**ABOUT THIS TASK**
All lines before the one containing "use crate::analysis::bot::BotAnalyzer;", plus that line itself, are to be printed exactly as they appear below.

**RECORDS PROVIDED**
================================

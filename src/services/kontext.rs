//! KonText query log (JSON lines).

use super::{first_ip, parse_datetime, tz_offset, ExcludeIpList, ParseError, TransformError};
use super::{bot_analyzer_for, AppType, TransformerContext};
use crate::analysis::bot::BotAnalyzer;
use crate::buffer::HistoryStore;
use crate::geo::GeoDataRecord;
use crate::record::cluster_id::random_clustering_id;
use crate::record::{
    deterministic_id, user_belongs_to_list, FieldValue, InputRecord, ServiceInput, ServiceOutput,
    TimeSeriesPoint,
};
use chrono::{DateTime, SecondsFormat, Utc};
use serde::{Deserialize, Serialize};
use serde_json::{Map, Value};
use std::net::IpAddr;

const ENTRY_QUERY_ACTIONS: &[&str] = &[
    "query_submit",
    "wordlist/submit",
    "pquery/freq_intersection",
];

const ANALYZED_ACTIONS: &[&str] = &[
    "query_submit",
    "create_view",
    "create_lazy_view",
    "wordlist/submit",
    "pquery/freq_intersection",
];

#[derive(Debug, Clone, Default, PartialEq, Serialize, Deserialize)]
pub struct ErrorRecord {
    #[serde(default)]
    pub name: String,
    #[serde(default)]
    pub anchor: String,
}

#[derive(Debug, Default, Deserialize)]
struct RequestLine {
    #[serde(rename = "HTTP_X_FORWARDED_FOR", default)]
    forwarded_for: String,
    #[serde(rename = "HTTP_USER_AGENT", default)]
    user_agent: String,
    #[serde(rename = "HTTP_REMOTE_ADDR", default)]
    http_remote_addr: String,
    #[serde(rename = "REMOTE_ADDR", default)]
    remote_addr: String,
}

#[derive(Debug, Deserialize)]
struct KontextLine {
    #[serde(default)]
    logger: String,
    #[serde(default)]
    level: String,
    #[serde(default)]
    message: String,
    date: String,
    #[serde(default)]
    user_id: Option<i64>,
    #[serde(default)]
    proc_time: f64,
    #[serde(default)]
    action: String,
    #[serde(default)]
    is_indirect_call: bool,
    #[serde(default)]
    request: RequestLine,
    #[serde(default)]
    args: Map<String, Value>,
    #[serde(default)]
    error: Option<ErrorRecord>,
}

#[derive(Debug, Clone, PartialEq, Serialize, Deserialize)]
#[serde(rename_all = "camelCase")]
pub struct KontextInput {
    pub time: DateTime<Utc>,
    pub logger: String,
    pub action: String,
    pub user_id: Option<i64>,
    pub proc_time: f64,
    pub is_indirect_call: bool,
    pub forwarded_for: String,
    pub http_remote_addr: String,
    pub remote_addr: String,
    pub user_agent: String,
    pub args: Map<String, Value>,
    pub error: Option<ErrorRecord>,
}

impl KontextInput {
    fn string_arg(&self, name: &str) -> &str {
        self.args.get(name).and_then(Value::as_str).unwrap_or("")
    }

    fn corpora(&self) -> Vec<String> {
        match self.args.get("corpora") {
            Some(Value::Array(items)) => items
                .iter()
                .map(|v| match v {
                    Value::String(s) => s.clone(),
                    other => other.to_string(),
                })
                .collect(),
            _ => Vec::new(),
        }
    }

    pub fn corpus(&self) -> String {
        let corpname = self.string_arg("corpname");
        if !corpname.is_empty() {
            return corpname.to_string();
        }
        self.corpora().into_iter().next().unwrap_or_default()
    }

    pub fn aligned_corpora(&self) -> Vec<String> {
        self.corpora().into_iter().skip(1).collect()
    }
}

impl ServiceInput for KontextInput {
    fn time(&self) -> DateTime<Utc> {
        self.time
    }

    fn client_ip(&self) -> Option<IpAddr> {
        first_ip(&[
            &self.forwarded_for,
            &self.http_remote_addr,
            &self.remote_addr,
        ])
    }

    fn user_agent(&self) -> &str {
        &self.user_agent
    }

    fn is_processable(&self) -> bool {
        self.logger == "QUERY"
    }

    /// Every query counts on its own in traffic analysis
    fn clustering_client_id(&self) -> String {
        random_clustering_id()
    }

    fn cluster_size(&self) -> usize {
        0
    }

    fn set_cluster_size(&mut self, _size: usize) {}

    fn is_suspicious(&self) -> bool {
        false
    }

    fn should_be_analyzed(&self) -> bool {
        ANALYZED_ACTIONS.contains(&self.action.as_str())
    }
}

#[derive(Debug, Clone, Copy, Default)]
pub struct KontextParser;

impl KontextParser {
    pub fn parse(&self, line: &str, line_num: i64) -> Result<KontextInput, ParseError> {
        let raw: KontextLine = serde_json::from_str(line)
            .map_err(|e| ParseError::line(line_num, format!("json unmarshal error: {}", e)))?;
        let time = parse_datetime(&raw.date).ok_or_else(|| {
            ParseError::line(line_num, format!("invalid datetime '{}'", raw.date))
        })?;
        if raw.level == "ERROR" {
            return Err(ParseError::AppLog {
                time,
                message: raw.message,
            });
        }
        Ok(KontextInput {
            time,
            logger: raw.logger,
            action: raw.action,
            user_id: raw.user_id,
            proc_time: raw.proc_time,
            is_indirect_call: raw.is_indirect_call,
            forwarded_for: raw.request.forwarded_for,
            http_remote_addr: raw.request.http_remote_addr,
            remote_addr: raw.request.remote_addr,
            user_agent: raw.request.user_agent,
            args: raw.args,
            error: raw.error.filter(|e| !e.name.is_empty()),
        })
    }
}

#[derive(Debug, Clone, Serialize)]
#[serde(rename_all = "camelCase")]
pub struct KontextOutput {
    #[serde(skip)]
    pub id: String,
    #[serde(rename = "type")]
    pub rec_type: String,
    pub action: String,
    pub corpus: String,
    pub aligned_corpora: Vec<String>,
    pub datetime: String,
    #[serde(skip)]
    pub time: DateTime<Utc>,
    pub ip_address: String,
    pub is_anonymous: bool,
    pub is_query: bool,
    pub proc_time: f64,
    pub query_type: String,
    pub user_agent: String,
    pub user_id: String,
    #[serde(skip_serializing_if = "Option::is_none")]
    pub geoip: Option<GeoDataRecord>,
    #[serde(skip_serializing_if = "Option::is_none")]
    pub error: Option<ErrorRecord>,
    pub args: Map<String, Value>,
}

impl KontextOutput {
    fn generate_id(&self) -> String {
        deterministic_id(&[
            &self.action,
            &self.corpus,
            &self.datetime,
            &self.ip_address,
            &self.rec_type,
            &self.user_agent,
            &self.user_id,
        ])
    }
}

impl ServiceOutput for KontextOutput {
    fn id(&self) -> &str {
        &self.id
    }

    fn record_type(&self) -> &str {
        &self.rec_type
    }

    fn time(&self) -> DateTime<Utc> {
        self.time
    }

    fn ip_address(&self) -> &str {
        &self.ip_address
    }

    fn to_time_series(&self) -> TimeSeriesPoint {
        TimeSeriesPoint::default()
            .tag("corpname", self.corpus.clone())
            .tag("queryType", self.query_type.clone())
            .tag("isAnonymous", self.is_anonymous.to_string())
            .tag("isQuery", self.is_query.to_string())
            .value("procTime", FieldValue::Float(self.proc_time))
    }

    fn set_geo_location(&mut self, geo: GeoDataRecord) {
        self.geoip = Some(geo);
    }
}

#[derive(Debug)]
pub struct KontextTransformer {
    anonymous_users: Vec<i64>,
    exclude_ips: ExcludeIpList,
    analyzer: Option<BotAnalyzer>,
    history_lookup_items: usize,
}

impl KontextTransformer {
    pub fn new(ctx: TransformerContext) -> Self {
        let analyzer = bot_analyzer_for(AppType::Kontext, &ctx);
        Self {
            history_lookup_items: ctx
                .buffer
                .as_ref()
                .map(|b| b.history_lookup_items)
                .unwrap_or(0),
            anonymous_users: ctx.anonymous_users,
            exclude_ips: ctx.exclude_ips,
            analyzer,
        }
    }

    pub fn transform(
        &self,
        rec: &KontextInput,
        tz_shift_min: i32,
    ) -> Result<KontextOutput, TransformError> {
        let offset = tz_offset(tz_shift_min)?;
        let mut out = KontextOutput {
            id: String::new(),
            rec_type: AppType::Kontext.as_str().to_string(),
            action: rec.action.clone(),
            corpus: rec.corpus(),
            aligned_corpora: rec.aligned_corpora(),
            datetime: rec
                .time
                .with_timezone(&offset)
                .to_rfc3339_opts(SecondsFormat::Secs, true),
            time: rec.time,
            ip_address: rec.client_ip().map(|ip| ip.to_string()).unwrap_or_default(),
            is_anonymous: rec.user_id.is_none()
                || user_belongs_to_list(rec.user_id, &self.anonymous_users),
            is_query: ENTRY_QUERY_ACTIONS.contains(&rec.action.as_str()) && !rec.is_indirect_call,
            proc_time: rec.proc_time,
            query_type: rec.string_arg("qtype").to_string(),
            user_agent: rec.user_agent.clone(),
            user_id: rec.user_id.map(|id| id.to_string()).unwrap_or_default(),
            geoip: None,
            error: rec.error.clone(),
            args: rec
                .args
                .iter()
                .filter(|(k, _)| k.as_str() != "corpora" && k.as_str() != "corpname")
                .map(|(k, v)| (k.clone(), v.clone()))
                .collect(),
        };
        out.id = out.generate_id();
        Ok(out)
    }

    pub fn preprocess(&self, rec: InputRecord, history: &mut dyn HistoryStore) -> Vec<InputRecord> {
        if self.exclude_ips.excludes(&rec) {
            return Vec::new();
        }
        match &self.analyzer {
            Some(analyzer) => analyzer.preprocess(rec, history),
            None => vec![rec],
        }
    }

    pub fn history_lookup_items(&self) -> usize {
        self.history_lookup_items
    }
}

#[cfg(test)]
mod tests {
    use super::*;
    use crate::buffer::DummyBuffer;

    const QUERY_LINE: &str = r#"{"logger":"QUERY","level":"INFO","date":"2024-05-02 08:15:01.251","user_id":42,"proc_time":0.71,"action":"query_submit","is_indirect_call":false,"request":{"HTTP_X_FORWARDED_FOR":"","HTTP_USER_AGENT":"Mozilla/5.0","HTTP_REMOTE_ADDR":"195.113.53.66","REMOTE_ADDR":"127.0.0.1"},"args":{"corpora":["syn2020","intercorp_en"],"qtype":"simple","pagesize":40}}"#;

    fn transformer() -> KontextTransformer {
        KontextTransformer::new(TransformerContext {
            anonymous_users: vec![0],
            ..Default::default()
        })
    }

    #[test]
    fn test_parse_query_line() {
        let rec = KontextParser.parse(QUERY_LINE, 1).unwrap();
        assert!(rec.is_processable());
        assert_eq!(rec.action, "query_submit");
        assert_eq!(rec.user_id, Some(42));
        assert_eq!(rec.client_ip().unwrap().to_string(), "195.113.53.66");
        assert_eq!(rec.corpus(), "syn2020");
        assert_eq!(rec.aligned_corpora(), vec!["intercorp_en".to_string()]);
        assert!(rec.should_be_analyzed());
    }

    #[test]
    fn test_non_query_logger_is_not_processable() {
        let line = QUERY_LINE.replace(r#""logger":"QUERY""#, r#""logger":"DEBUG""#);
        let rec = KontextParser.parse(&line, 1).unwrap();
        assert!(!rec.is_processable());
    }

    #[test]
    fn test_invalid_json_is_line_parsing_error() {
        let err = KontextParser.parse("{not json", 7).unwrap_err();
        assert!(matches!(err, ParseError::LineParsing { line_num: 7, .. }));
    }

    #[test]
    fn test_error_level_is_app_error() {
        let line = QUERY_LINE.replace(r#""level":"INFO""#, r#""level":"ERROR""#);
        let err = KontextParser.parse(&line, 1).unwrap_err();
        assert!(matches!(err, ParseError::AppLog { .. }));
    }

    #[test]
    fn test_transform_fields() {
        let rec = KontextParser.parse(QUERY_LINE, 1).unwrap();
        let out = transformer().transform(&rec, 120).unwrap();
        assert_eq!(out.datetime, "2024-05-02T10:15:01+02:00");
        assert_eq!(out.corpus, "syn2020");
        assert_eq!(out.query_type, "simple");
        assert!(out.is_query);
        assert!(!out.is_anonymous);
        assert_eq!(out.user_id, "42");
        assert!(out.args.contains_key("pagesize"));
        assert!(!out.args.contains_key("corpora"));
        assert_eq!(out.id.len(), 40);
    }

    #[test]
    fn test_transform_is_deterministic() {
        let rec = KontextParser.parse(QUERY_LINE, 1).unwrap();
        let a = transformer().transform(&rec, 0).unwrap();
        let b = transformer().transform(&rec, 0).unwrap();
        assert_eq!(a.id, b.id);
        assert_eq!(
            serde_json::to_string(&a).unwrap(),
            serde_json::to_string(&b).unwrap()
        );
    }

    #[test]
    fn test_anonymous_user() {
        let line = QUERY_LINE.replace(r#""user_id":42"#, r#""user_id":0"#);
        let rec = KontextParser.parse(&line, 1).unwrap();
        let out = transformer().transform(&rec, 0).unwrap();
        assert!(out.is_anonymous);
    }

    #[test]
    fn test_excluded_ip_is_swallowed() {
        let t = KontextTransformer::new(TransformerContext {
            exclude_ips: ExcludeIpList::new(&["195.113.53.66".to_string()]),
            ..Default::default()
        });
        let rec = InputRecord::Kontext(KontextParser.parse(QUERY_LINE, 1).unwrap());
        let mut history = DummyBuffer::default();
        assert!(t.preprocess(rec, &mut history).is_empty());
    }

    #[test]
    fn test_time_series() {
        let rec = KontextParser.parse(QUERY_LINE, 1).unwrap();
        let point = transformer().transform(&rec, 0).unwrap().to_time_series();
        assert_eq!(point.tags["corpname"], "syn2020");
        assert_eq!(point.values["procTime"], FieldValue::Float(0.71));
    }
}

================================

**SOLUTION TO THIS PROBLEM**
filename src/services/kontext.rs
//! KonText query log (JSON lines).

use super::{first_ip, parse_datetime, tz_offset, ExcludeIpList, ParseError, TransformError};
use super::{bot_analyzer_for, AppType, TransformerContext};
use crate::analysis::bot::BotAnalyzer;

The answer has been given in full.